▶ **EXERCISE MATERIALS**

+---+

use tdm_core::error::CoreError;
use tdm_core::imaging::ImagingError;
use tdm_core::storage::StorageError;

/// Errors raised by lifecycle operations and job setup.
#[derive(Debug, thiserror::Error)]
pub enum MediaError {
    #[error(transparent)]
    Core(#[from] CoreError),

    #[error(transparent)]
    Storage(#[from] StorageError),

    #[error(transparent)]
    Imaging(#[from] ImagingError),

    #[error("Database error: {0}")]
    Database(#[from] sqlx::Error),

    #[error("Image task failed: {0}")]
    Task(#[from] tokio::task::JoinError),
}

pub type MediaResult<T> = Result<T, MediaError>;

+---+

Reproduce the data in its entirety, matching each character.

use tdm_core::error::CoreError;
use tdm_core::imaging::ImagingError;
use tdm_core::storage::StorageError;

/// Errors raised by lifecycle operations and job setup.
#[derive(Debug, thiserror::Error)]
pub enum MediaError {
    #[error(transparent)]
    Core(#[from] CoreError),

    #[error(transparent)]
    Storage(#[from] StorageError),

    #[error(transparent)]
    Imaging(#[from] ImagingError),

    #[error("Database error: {0}")]
    Database(#[from] sqlx::Error),

    #[error("Image task failed: {0}")]
    Task(#[from] tokio::task::JoinError),
}

pub type MediaResult<T> = Result<T, MediaError>;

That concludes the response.